WOMAN 31 YO COMPLAINED OF PAIN AT LEFT LOWER LUMBAR REGION, DIFFICULT WALKING, FOR ONE MONTH BUT NO  FEVER.

ULTRASOUND  EXAMINATION DETECTED A BIG MASS IN THE LOWER POLE OF LEFT KIDNEY, COVERED PSOAS MUSCLE AND  STORED AT LATERAL WALL OF ILIAC CREST. ITS CONTENT WAS VISCOUS FLUID WITH  DEBRIS. 



BLOOD TEST WITH RAISING OF WBC OF 11K WITH 65 % NEUTROPHIL.


MDCT  WAS  DONE IN DISCLOSING OF MANY LESIONS OF SPINAL BONES AND ILIAC  BONE.




We think it an abscess around the destruction bone (spinal and iliac ). Puncture for aspiration is done, the withdrawed pus was in brownish color, smelless.
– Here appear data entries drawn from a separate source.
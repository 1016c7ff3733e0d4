use std::fs;
use std::path::Path;
use std::sync::Arc;

use chrono::{Duration, Utc};
use notif_core::memory::MemoryCenter;
use notif_core::{NotificationContent, NotificationService, Permission};
use tempfile::tempdir;

const PNG_HEADER: [u8; 8] = [0x89, b'P', b'N', b'G', 0x0d, 0x0a, 0x1a, 0x0a];

fn service_with(center: &Arc<MemoryCenter>) -> NotificationService {
    NotificationService::builder()
        .with_center(center.clone())
        .build()
}

fn write_png(dir: &Path, name: &str) {
    let mut bytes = PNG_HEADER.to_vec();
    bytes.extend_from_slice(b"\0\0\0\rIHDR");
    fs::write(dir.join(format!("{name}.png")), bytes).expect("write png fixture");
}

#[test]
fn schedule_then_query_returns_the_record() {
    let center = Arc::new(MemoryCenter::new());
    let service = service_with(&center);

    service.schedule("A", "Hi", "body", 5);
    let pending = service.pending_notifications();

    assert_eq!(pending.len(), 1);
    assert_eq!(pending[0].identifier, "A");
    assert_eq!(pending[0].title, "Hi");
    assert_eq!(pending[0].subtitle, "");
    assert_eq!(pending[0].body, "body");
}

#[test]
fn far_future_delays_are_still_scheduled() {
    let center = Arc::new(MemoryCenter::new());
    let service = service_with(&center);

    service.schedule("max", "t", "b", i64::MAX);
    service.schedule("big", "t", "b", 100_000_000_000_000);
    service.schedule_repeating("big-repeat", "t", "b", i64::MAX);

    let mut ids: Vec<_> = service
        .pending_notifications()
        .into_iter()
        .map(|request| request.identifier)
        .collect();
    ids.sort();
    assert_eq!(ids, vec!["big", "big-repeat", "max"]);
}

#[test]
fn scheduling_same_id_twice_keeps_one_entry() {
    let center = Arc::new(MemoryCenter::new());
    let service = service_with(&center);

    service.schedule("dup", "first", "one", 30);
    service.schedule_repeating("dup", "second", "two", 120);

    let pending = service.pending_notifications();
    assert_eq!(pending.len(), 1);
    assert_eq!(pending[0].title, "second");
    let stored = center.scheduled("dup").expect("dup pending");
    assert!(stored.trigger.repeats());
}

#[test]
fn removing_unknown_id_is_a_no_op() {
    let center = Arc::new(MemoryCenter::new());
    let service = service_with(&center);
    service.schedule("keep", "t", "b", 1);
    center.deliver_due(Utc::now() + Duration::seconds(2));
    service.schedule("also-keep", "t", "b", 60);

    let pending_before = service.pending_notifications();
    let delivered_before = service.delivered_notifications();
    service.remove_by_id("nobody");

    assert_eq!(service.pending_notifications(), pending_before);
    assert_eq!(service.delivered_notifications(), delivered_before);
}

#[test]
fn remove_by_id_clears_pending_and_delivered() {
    let center = Arc::new(MemoryCenter::new());
    let service = service_with(&center);
    service.schedule("gone", "t", "b", 1);
    center.deliver_due(Utc::now() + Duration::seconds(2));
    assert_eq!(service.delivered_notifications().len(), 1);

    service.schedule("gone-too", "t", "b", 60);
    service.remove_by_id("gone");
    service.remove_by_id("gone-too");

    assert!(service.pending_notifications().is_empty());
    assert!(service.delivered_notifications().is_empty());
}

#[test]
fn remove_all_pending_empties_the_snapshot() {
    let center = Arc::new(MemoryCenter::new());
    let service = service_with(&center);
    for id in ["a", "b", "c"] {
        service.schedule(id, "t", "b", 10);
    }
    service.schedule_repeating("r", "t", "b", 3600);

    service.remove_all_pending();
    assert!(service.pending_notifications().is_empty());
}

#[test]
fn remove_all_delivered_leaves_pending_alone() {
    let center = Arc::new(MemoryCenter::new());
    let service = service_with(&center);
    service.schedule("soon", "t", "b", 1);
    service.schedule("later", "t", "b", 600);
    center.deliver_due(Utc::now() + Duration::seconds(5));

    service.remove_all_delivered();
    assert!(service.delivered_notifications().is_empty());
    let pending = service.pending_notifications();
    assert_eq!(pending.len(), 1);
    assert_eq!(pending[0].identifier, "later");
}

#[test]
fn delivered_notifications_leave_the_pending_set() {
    let center = Arc::new(MemoryCenter::new());
    let service = service_with(&center);
    service.schedule("fires", "t", "b", 2);
    service.schedule("waits", "t", "b", 300);

    let fired = center.deliver_due(Utc::now() + Duration::seconds(3));
    assert_eq!(fired, vec!["fires".to_string()]);

    let pending = service.pending_notifications();
    let delivered = service.delivered_notifications();
    assert!(delivered.iter().any(|request| request.identifier == "fires"));
    for request in &delivered {
        assert!(
            pending
                .iter()
                .all(|candidate| candidate.identifier != request.identifier),
            "{} is both pending and delivered",
            request.identifier
        );
    }
}

#[test]
fn missing_image_still_schedules_without_attachment() {
    let resources = tempdir().expect("tempdir");
    let center = Arc::new(MemoryCenter::new().with_resource_dir(resources.path()));
    let service = service_with(&center);

    service.schedule_image("B", "T", "B", "missing_image", 1);

    let pending = service.pending_notifications();
    assert_eq!(pending.len(), 1);
    assert_eq!(pending[0].identifier, "B");
    let stored = center.scheduled("B").expect("B pending");
    assert!(stored.content.attachments.is_empty());
}

#[test]
fn bundled_image_is_attached() {
    let resources = tempdir().expect("tempdir");
    write_png(resources.path(), "logo");
    fs::write(resources.path().join("fake.png"), b"GIF89a..").expect("write fake");
    let center = Arc::new(MemoryCenter::new().with_resource_dir(resources.path()));
    let service = service_with(&center);

    service.schedule_image("with-logo", "T", "B", "logo", 5);
    service.schedule_image("with-fake", "T", "B", "fake", 5);

    let attached = center.scheduled("with-logo").expect("with-logo pending");
    assert_eq!(attached.content.attachments.len(), 1);
    assert_eq!(attached.content.attachments[0].identifier, "image");
    assert_eq!(
        attached.content.attachments[0].path,
        resources.path().join("logo.png")
    );

    let fake = center.scheduled("with-fake").expect("with-fake pending");
    assert!(fake.content.attachments.is_empty());
}

#[test]
fn permission_mask_three_requests_alert_and_sound() {
    let center = Arc::new(MemoryCenter::new());
    let service = service_with(&center);

    service.request_permission(3);

    let requests = center.authorization_requests();
    assert_eq!(requests.len(), 1);
    assert_eq!(
        requests[0].iter().collect::<Vec<_>>(),
        vec![Permission::Alert, Permission::Sound]
    );
}

#[test]
fn subtitle_flows_through_custom_content() {
    let center = Arc::new(MemoryCenter::new());
    let service = service_with(&center);
    service.schedule_content(
        "sub",
        NotificationContent::new("Title", "Body").with_subtitle("Subtitle"),
        45,
        false,
    );
    let pending = service.pending_notifications();
    assert_eq!(pending[0].subtitle, "Subtitle");
}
During aspiration, the tip of needle is made doppler color due to the flow out of the pus (see video). At the iliac crest erosive the bone made doppler artefact like twinkling.
The pus is analysis: no bacteria, no BK present in direct microscope view. But ADA test is strong positive: 126 UI/L. It make a diagnosis of COLD ABSCESS due to BONE TUBERCULOSIS. (ADA: 100% sensitive, 98% specific).